• What is needed
Return only what lies between the first line of the entries and the line containing "pub const TRANSPARENT: Self", both lines included.

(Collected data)
use std::str::FromStr;

use serde::{Deserialize, Serialize};

use crate::error::{PlotError, PlotResult};

/// ARGB color with 8-bit channels.
///
/// Two sentinel bit patterns exist alongside ordinary colors: `UNDEFINED`
/// (treated as "no color", suppressing the draw) and `AUTOMATIC` (resolved to
/// a context-provided default at draw time). Both must be checked with
/// `is_undefined`/`is_automatic` rather than channel inspection.
#[derive(Debug, Clone, Copy, PartialEq, Eq, Serialize, Deserialize)]
pub struct Color {
    pub a: u8,
    pub r: u8,
    pub g: u8,
    pub b: u8,
}

impl Color {
    /// Fully transparent flag value meaning "do not draw".
    pub const UNDEFINED: Self = Self::from_argb(0, 0, 0, 0);

    /// Sentinel meaning "defer to the context default".
    pub const AUTOMATIC: Self = Self::from_argb(0, 0, 0, 1);

    pub const TRANSPARENT: Self = Self::from_argb(0, 255, 255, 255);
    pub const BLACK: Self = Self::from_rgb(0, 0, 0);
    pub const WHITE: Self = Self::from_rgb(255, 255, 255);

    #[must_use]
    pub const fn from_argb(a: u8, r: u8, g: u8, b: u8) -> Self {
        Self { a, r, g, b }
    }

    #[must_use]
    pub const fn from_rgb(r: u8, g: u8, b: u8) -> Self {
        Self::from_argb(255, r, g, b)
    }

    #[must_use]
    pub fn is_undefined(self) -> bool {
        self == Self::UNDEFINED
    }

    #[must_use]
    pub fn is_automatic(self) -> bool {
        self == Self::AUTOMATIC
    }

    /// Returns `true` when the color participates in drawing.
    #[must_use]
    pub fn is_visible(self) -> bool {
        !self.is_undefined() && self.a > 0
    }

    /// Resolves the `AUTOMATIC` sentinel against a context default.
    #[must_use]
    pub fn get_actual(self, default: Self) -> Self {
        if self.is_automatic() { default } else { self }
    }

    #[must_use]
    pub fn with_alpha(self, a: u8) -> Self {
        Self::from_argb(a, self.r, self.g, self.b)
    }

    /// Linear per-channel interpolation, `t` clamped to `[0, 1]`.
    #[must_use]
    pub fn interpolate(self, other: Self, t: f64) -> Self {
        let t = t.clamp(0.0, 1.0);
        let lerp = |a: u8, b: u8| -> u8 { (f64::from(a) + (f64::from(b) - f64::from(a)) * t).round() as u8 };
        Self::from_argb(
            lerp(self.a, other.a),
            lerp(self.r, other.r),
            lerp(self.g, other.g),
            lerp(self.b, other.b),
        )
    }

    /// Parses `#RRGGBB`, `#RRGGBBAA`, `#RGB` or `"r,g,b[,a]"`.
    pub fn parse(text: &str) -> PlotResult<Self> {
        let text = text.trim();
        if let Some(hex) = text.strip_prefix('#') {
            return Self::parse_hex(hex);
        }
        Self::parse_components(text)
    }

    fn parse_hex(hex: &str) -> PlotResult<Self> {
        let channel = |s: &str| -> PlotResult<u8> {
            u8::from_str_radix(s, 16)
                .map_err(|_| PlotError::InvalidData(format!("invalid hex color component `{s}`")))
        };
        match hex.len() {
            3 => {
                // Shorthand: each digit doubles, `#fa0` == `#ffaa00`.
                let expand = |s: &str| -> PlotResult<u8> {
                    let v = channel(s)?;
                    Ok(v * 16 + v)
                };
                Ok(Self::from_rgb(
                    expand(&hex[0..1])?,
                    expand(&hex[1..2])?,
                    expand(&hex[2..3])?,
                ))
            }
            6 => Ok(Self::from_rgb(
                channel(&hex[0..2])?,
                channel(&hex[2..4])?,
                channel(&hex[4..6])?,
            )),
            8 => Ok(Self::from_argb(
                channel(&hex[6..8])?,
                channel(&hex[0..2])?,
                channel(&hex[2..4])?,
                channel(&hex[4..6])?,
            )),
            _ => Err(PlotError::InvalidData(format!(
                "hex color must have 3, 6 or 8 digits, got `{hex}`"
            ))),
        }
    }

    fn parse_components(text: &str) -> PlotResult<Self> {
        let parts: Vec<&str> = text.split(',').map(str::trim).collect();
        let channel = |s: &str| -> PlotResult<u8> {
            s.parse::<u8>()
                .map_err(|_| PlotError::InvalidData(format!("invalid color component `{s}`")))
        };
        match parts.as_slice() {
            [r, g, b] => Ok(Self::from_rgb(channel(r)?, channel(g)?, channel(b)?)),
            [r, g, b, a] => Ok(Self::from_argb(
                channel(a)?,
                channel(r)?,
                channel(g)?,
                channel(b)?,
            )),
            _ => Err(PlotError::InvalidData(format!(
                "color must be `r,g,b` or `r,g,b,a`, got `{text}`"
            ))),
        }
    }
}

impl FromStr for Color {
    type Err = PlotError;

    fn from_str(s: &str) -> PlotResult<Self> {
        Self::parse(s)
    }
}

/// Ordered color list used by color axes.
#[derive(Debug, Clone, PartialEq, Eq, Serialize, Deserialize, Default)]
pub struct Palette {
    pub colors: Vec<Color>,
}

impl Palette {
    #[must_use]
    pub fn new(colors: Vec<Color>) -> Self {
        Self { colors }
    }

    /// Builds a palette of `count` colors interpolated through `stops`.
    pub fn interpolated(count: usize, stops: &[Color]) -> PlotResult<Self> {
        if stops.len() < 2 {
            return Err(PlotError::InvalidData(
                "interpolated palette needs at least two stops".to_owned(),
            ));
        }
        if count < 2 {
            return Err(PlotError::InvalidData(
                "interpolated palette needs at least two colors".to_owned(),
            ));
        }

        let mut colors = Vec::with_capacity(count);
        let segments = (stops.len() - 1) as f64;
        for i in 0..count {
            let position = i as f64 / (count - 1) as f64 * segments;
            let index = (position.floor() as usize).min(stops.len() - 2);
            let t = position - index as f64;
            colors.push(stops[index].interpolate(stops[index + 1], t));
        }
        Ok(Self { colors })
    }

    #[must_use]
    pub fn len(&self) -> usize {
        self.colors.len()
    }

    #[must_use]
    pub fn is_empty(&self) -> bool {
        self.colors.is_empty()
    }
}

• Task answer
use std::str::FromStr;

use serde::{Deserialize, Serialize};

use crate::error::{PlotError, PlotResult};

/// ARGB color with 8-bit channels.
///
/// Two sentinel bit patterns exist alongside ordinary colors: `UNDEFINED`
/// (treated as "no color", suppressing the draw) and `AUTOMATIC` (resolved to
/// a context-provided default at draw time). Both must be checked with
/// `is_undefined`/`is_automatic` rather than channel inspection.
#[derive(Debug, Clone, Copy, PartialEq, Eq, Serialize, Deserialize)]
pub struct Color {
    pub a: u8,
    pub r: u8,
    pub g: u8,
    pub b: u8,
}

impl Color {
    /// Fully transparent flag value meaning "do not draw".
    pub const UNDEFINED: Self = Self::from_argb(0, 0, 0, 0);

    /// Sentinel meaning "defer to the context default".
    pub const AUTOMATIC: Self = Self::from_argb(0, 0, 0, 1);

    pub const TRANSPARENT: Self = Self::from_argb(0, 255, 255, 255);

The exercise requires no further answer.